Look through the entries below and show every line containing the word "example".

━━━━━━━━

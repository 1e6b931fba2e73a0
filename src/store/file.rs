//! Directory-backed store facade
//!
//! Layout under the root directory:
//!
//! ```text
//! <root>/<name(collection)>/<name(key)>.cbor   one document per file
//! <root>/<name(collection)>/_indexes.cbor      index specs of the collection
//! ```
//!
//! `name(x)` is the hex encoding of `x`, or `h` followed by the hex SHA-256
//! of `x` when the hex form would be longer than `MAX_HEX_NAME`. Both forms
//! stay well within common file name limits and never collide with each
//! other, since hex output has no `h`.
//!
//! Documents are CBOR-encoded. Replacing a document writes a temporary
//! file and renames it over the old one. Reopening the same root yields
//! the same documents and indexes; the type cache is rebuilt by the
//! catalog's load.

use std::collections::HashMap;
use std::fs::{self, File};
use std::io::Write;
use std::path::{Path, PathBuf};
use std::sync::atomic::{AtomicBool, Ordering};
use std::sync::{Arc, Mutex, PoisonError, RwLock};

use sha2::{Digest, Sha256};

use super::{
    apply_write, plan_batch, BatchResult, CollectionHandle, Cursor, Durability, IndexSpec,
    StoreError, StoreFacade, TypeCache, WriteResult,
};
use crate::batch::BatchUnit;
use crate::types::{Document, TypeDescriptor, ID_FIELD};

const DOCUMENT_EXT: &str = "cbor";
const INDEX_FILE: &str = "_indexes.cbor";

/// Longest hex name used verbatim for a collection directory or document file.
const MAX_HEX_NAME: usize = 200;
const DIGEST_PREFIX: &str = "h";

fn entry_name(name: &str) -> String {
    let encoded = hex::encode(name);
    if encoded.len() <= MAX_HEX_NAME {
        return encoded;
    }
    format!("{}{}", DIGEST_PREFIX, hex::encode(Sha256::digest(name.as_bytes())))
}

fn encode_cbor<T: serde::Serialize>(value: &T) -> Result<Vec<u8>, StoreError> {
    let mut buf = Vec::new();
    ciborium::into_writer(value, &mut buf)
        .map_err(|e| StoreError::SerializationError(e.to_string()))?;
    Ok(buf)
}

fn decode_cbor<T: serde::de::DeserializeOwned>(data: &[u8]) -> Result<T, StoreError> {
    ciborium::from_reader(data).map_err(|e| StoreError::DeserializationError(e.to_string()))
}

/// Write `data` to `path` through a temporary sibling file.
fn write_atomic(path: &Path, data: &[u8], durability: Durability) -> Result<(), StoreError> {
    let tmp = path.with_extension("tmp");
    {
        let mut file = File::create(&tmp)?;
        file.write_all(data)?;
        if durability == Durability::Journaled {
            file.sync_all()?;
        }
    }
    fs::rename(&tmp, path)?;
    Ok(())
}

fn read_document(path: &Path) -> Result<Document, StoreError> {
    let data = fs::read(path)?;
    decode_cbor(&data)
}

pub struct FileCollection {
    name: String,
    dir: PathBuf,
    indexes: RwLock<Vec<IndexSpec>>,
    // Serializes writers; readers go straight to the files.
    write_lock: Mutex<()>,
    closed: Arc<AtomicBool>,
}

impl FileCollection {
    fn open(root: &Path, name: &str, closed: Arc<AtomicBool>) -> Result<Self, StoreError> {
        let dir = root.join(entry_name(name));
        fs::create_dir_all(&dir)?;

        let index_path = dir.join(INDEX_FILE);
        let indexes = if index_path.exists() {
            decode_cbor(&fs::read(&index_path)?)?
        } else {
            Vec::new()
        };

        Ok(Self {
            name: name.to_string(),
            dir,
            indexes: RwLock::new(indexes),
            write_lock: Mutex::new(()),
            closed,
        })
    }

    fn check_open(&self) -> Result<(), StoreError> {
        if self.closed.load(Ordering::Acquire) {
            return Err(StoreError::Closed);
        }
        Ok(())
    }

    fn document_path(&self, key: &str) -> PathBuf {
        self.dir
            .join(format!("{}.{}", entry_name(key), DOCUMENT_EXT))
    }

    fn read_key(&self, key: &str) -> Result<Option<Document>, StoreError> {
        let path = self.document_path(key);
        if !path.exists() {
            return Ok(None);
        }
        read_document(&path).map(Some)
    }

    fn write_key(&self, key: &str, document: &Document, durability: Durability) -> Result<(), StoreError> {
        write_atomic(&self.document_path(key), &encode_cbor(document)?, durability)
    }

    fn remove_key(&self, key: &str) -> Result<(), StoreError> {
        let path = self.document_path(key);
        if path.exists() {
            fs::remove_file(path)?;
        }
        Ok(())
    }

    /// Document files sorted by name, so iteration order is stable.
    fn document_paths(&self) -> Result<Vec<PathBuf>, StoreError> {
        let mut paths = Vec::new();
        for entry in fs::read_dir(&self.dir)? {
            let path = entry?.path();
            let is_document = path.extension().and_then(|ext| ext.to_str()) == Some(DOCUMENT_EXT)
                && path.file_name().and_then(|n| n.to_str()) != Some(INDEX_FILE);
            if is_document {
                paths.push(path);
            }
        }
        paths.sort();
        Ok(paths)
    }
}

impl CollectionHandle for FileCollection {
    fn name(&self) -> &str {
        &self.name
    }

    fn save(&self, document: Document, durability: Durability) -> Result<WriteResult, StoreError> {
        self.check_open()?;
        let key = document
            .key(ID_FIELD)
            .ok_or_else(|| StoreError::MissingKey(self.name.clone()))?;

        let _guard = self.write_lock.lock().unwrap_or_else(PoisonError::into_inner);
        let inserted = !self.document_path(&key).exists();
        self.write_key(&key, &document, durability)?;

        Ok(WriteResult {
            key,
            inserted,
            durability,
        })
    }

    fn find(&self) -> Result<Cursor, StoreError> {
        self.check_open()?;
        let paths = self.document_paths()?;
        Ok(Box::new(paths.into_iter().map(|path| read_document(&path))))
    }

    fn find_one(&self, key: &str) -> Result<Option<Document>, StoreError> {
        self.check_open()?;
        self.read_key(key)
    }

    fn ensure_index(&self, spec: &IndexSpec) -> Result<bool, StoreError> {
        self.check_open()?;
        let mut indexes = self.indexes.write().unwrap_or_else(PoisonError::into_inner);
        match indexes.iter().find(|i| i.name == spec.name) {
            Some(existing) if existing == spec => return Ok(false),
            Some(existing) => {
                return Err(StoreError::IndexConflict(format!(
                    "{} on '{}' already defined as {:?}",
                    spec.name, self.name, existing.keys
                )))
            }
            None => {}
        }

        indexes.push(spec.clone());
        write_atomic(
            &self.dir.join(INDEX_FILE),
            &encode_cbor(&*indexes)?,
            Durability::Journaled,
        )?;
        Ok(true)
    }

    fn indexes(&self) -> Result<Vec<IndexSpec>, StoreError> {
        self.check_open()?;
        Ok(self.indexes.read().unwrap_or_else(PoisonError::into_inner).clone())
    }
}

/// Store facade persisting collections as directories of CBOR files
pub struct FileStore {
    root: PathBuf,
    collections: RwLock<HashMap<String, Arc<FileCollection>>>,
    types: TypeCache,
    batch_durability: Durability,
    closed: Arc<AtomicBool>,
}

impl FileStore {
    /// Open (creating if needed) a store rooted at `root`.
    pub fn open(root: impl Into<PathBuf>) -> Result<Self, StoreError> {
        let root = root.into();
        fs::create_dir_all(&root)?;
        Ok(Self {
            root,
            collections: RwLock::new(HashMap::new()),
            types: TypeCache::new(),
            batch_durability: Durability::Acknowledged,
            closed: Arc::new(AtomicBool::new(false)),
        })
    }

    /// Durability applied to every document written by `perform_batch`.
    pub fn with_batch_durability(mut self, durability: Durability) -> Self {
        self.batch_durability = durability;
        self
    }

    pub fn root(&self) -> &Path {
        &self.root
    }

    pub fn file_collection(&self, name: &str) -> Result<Arc<FileCollection>, StoreError> {
        if self.closed.load(Ordering::Acquire) {
            return Err(StoreError::Closed);
        }
        if let Some(collection) = self
            .collections
            .read()
            .unwrap_or_else(PoisonError::into_inner)
            .get(name)
        {
            return Ok(Arc::clone(collection));
        }

        let mut collections = self.collections.write().unwrap_or_else(PoisonError::into_inner);
        if let Some(collection) = collections.get(name) {
            return Ok(Arc::clone(collection));
        }
        let collection = Arc::new(FileCollection::open(&self.root, name, Arc::clone(&self.closed))?);
        collections.insert(name.to_string(), Arc::clone(&collection));
        Ok(collection)
    }
}

impl StoreFacade for FileStore {
    fn collection(&self, name: &str) -> Result<Arc<dyn CollectionHandle>, StoreError> {
        let collection: Arc<dyn CollectionHandle> = self.file_collection(name)?;
        Ok(collection)
    }

    fn cache_type_descriptor(&self, descriptor: TypeDescriptor) {
        self.types.insert(descriptor);
    }

    fn type_descriptor(&self, type_name: &str) -> Option<TypeDescriptor> {
        self.types.get(type_name)
    }

    fn types(&self) -> Vec<TypeDescriptor> {
        self.types.all()
    }

    fn perform_batch(&self, units: Vec<BatchUnit>) -> Result<BatchResult, StoreError> {
        if self.closed.load(Ordering::Acquire) {
            return Err(StoreError::Closed);
        }
        let planned = plan_batch(&units, &self.types)?;

        let mut targets = HashMap::new();
        for write in &planned {
            if !targets.contains_key(write.collection) {
                targets.insert(write.collection, self.file_collection(write.collection)?);
            }
        }

        // Not crash-atomic: a failure midway leaves earlier units applied.
        for (index, write) in planned.iter().enumerate() {
            let collection = &targets[write.collection];
            let _guard = collection
                .write_lock
                .lock()
                .unwrap_or_else(PoisonError::into_inner);

            let existing = collection.read_key(&write.key);
            let outcome = existing.and_then(|existing| match apply_write(existing, write) {
                Some(document) => collection.write_key(&write.key, &document, self.batch_durability),
                None => collection.remove_key(&write.key),
            });
            outcome.map_err(|e| StoreError::Batch {
                index,
                reason: e.to_string(),
            })?;
        }

        Ok(BatchResult::new(planned.len()))
    }

    fn close(&self) -> Result<(), StoreError> {
        self.closed.store(true, Ordering::Release);
        Ok(())
    }
}

#[cfg(test)]
mod tests {
    use super::*;
    use crate::batch::OperationKind;
    use crate::store::{IndexKey, IndexOrder};
    use crate::types::Value;

    #[test]
    fn test_documents_survive_reopen() {
        let dir = tempfile::tempdir().unwrap();
        {
            let store = FileStore::open(dir.path()).unwrap();
            let coll = store.collection("metadata").unwrap();
            coll.save(
                Document::new().with("_id", "Order").with("value", vec![1u8, 2, 3]),
                Durability::Journaled,
            )
            .unwrap();
        }

        let store = FileStore::open(dir.path()).unwrap();
        let coll = store.collection("metadata").unwrap();
        let docs: Vec<Document> = coll.find().unwrap().collect::<Result<_, _>>().unwrap();
        assert_eq!(docs.len(), 1);
        assert_eq!(docs[0].get("value"), Some(&Value::Bytes(vec![1, 2, 3])));
    }

    #[test]
    fn test_indexes_survive_reopen() {
        let dir = tempfile::tempdir().unwrap();
        let spec = IndexSpec {
            name: "price_1".into(),
            keys: vec![IndexKey {
                path: "price".into(),
                order: IndexOrder::Ascending,
            }],
            unique: false,
        };
        {
            let store = FileStore::open(dir.path()).unwrap();
            let coll = store.collection("Order").unwrap();
            assert!(coll.ensure_index(&spec).unwrap());
        }

        let store = FileStore::open(dir.path()).unwrap();
        let coll = store.collection("Order").unwrap();
        assert!(!coll.ensure_index(&spec).unwrap());
        assert_eq!(coll.indexes().unwrap(), vec![spec]);
    }

    #[test]
    fn test_keys_with_path_separators() {
        let dir = tempfile::tempdir().unwrap();
        let store = FileStore::open(dir.path()).unwrap();
        let coll = store.collection("com.example/Order").unwrap();

        coll.save(Document::new().with("_id", "a/../b"), Durability::Acknowledged)
            .unwrap();
        assert!(coll.find_one("a/../b").unwrap().is_some());
        assert!(coll.find_one("b").unwrap().is_none());
    }

    #[test]
    fn test_long_names_fit_in_file_names() {
        let dir = tempfile::tempdir().unwrap();
        let collection = format!("com.example.grid.{}", "Nested".repeat(30));
        let key = "k".repeat(200);
        {
            let store = FileStore::open(dir.path()).unwrap();
            let coll = store.collection(&collection).unwrap();
            coll.save(Document::new().with("_id", key.as_str()), Durability::Acknowledged)
                .unwrap();
            coll.save(Document::new().with("_id", "short"), Durability::Acknowledged)
                .unwrap();
        }

        let store = FileStore::open(dir.path()).unwrap();
        let coll = store.collection(&collection).unwrap();
        assert!(coll.find_one(&key).unwrap().is_some());
        assert!(coll.find_one(&"k".repeat(199)).unwrap().is_none());
        assert_eq!(coll.find().unwrap().count(), 2);

        for entry in fs::read_dir(dir.path()).unwrap() {
            assert!(entry.unwrap().file_name().len() < 255);
        }
    }

    #[test]
    fn test_entry_name_forms() {
        assert_eq!(entry_name("Order"), hex::encode("Order"));
        let long = entry_name(&"x".repeat(101));
        assert!(long.starts_with(DIGEST_PREFIX));
        assert_eq!(long.len(), 65);
        assert_ne!(long, entry_name(&"x".repeat(102)));
    }

    #[test]
    fn test_batch_round_trip() {
        let dir = tempfile::tempdir().unwrap();
        let store = FileStore::open(dir.path()).unwrap();

        let units = vec![
            BatchUnit::new("Order", OperationKind::Create, Document::new().with("_id", "1").with("status", "open")),
            BatchUnit::new("Order", OperationKind::Change, Document::new().with("_id", "1").with("qty", 5)),
            BatchUnit::new("Order", OperationKind::Create, Document::new().with("_id", "2")),
            BatchUnit::new("Order", OperationKind::DeleteById, Document::new().with("_id", "2")),
        ];
        assert_eq!(store.perform_batch(units).unwrap().applied, 4);

        let coll = store.collection("Order").unwrap();
        let doc = coll.find_one("1").unwrap().unwrap();
        assert_eq!(doc.get("status"), Some(&Value::string("open")));
        assert_eq!(doc.get("qty"), Some(&Value::int(5)));
        assert!(coll.find_one("2").unwrap().is_none());
    }

    #[test]
    fn test_closed_store_rejects_work() {
        let dir = tempfile::tempdir().unwrap();
        let store = FileStore::open(dir.path()).unwrap();
        store.close().unwrap();
        store.close().unwrap();
        assert!(matches!(store.collection("x"), Err(StoreError::Closed)));
        assert!(matches!(store.perform_batch(Vec::new()), Err(StoreError::Closed)));
    }
}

━━━━━━━━

=== TASK SOLUTION ===
        let coll = store.collection("com.example/Order").unwrap();
        let collection = format!("com.example.grid.{}", "Nested".repeat(30));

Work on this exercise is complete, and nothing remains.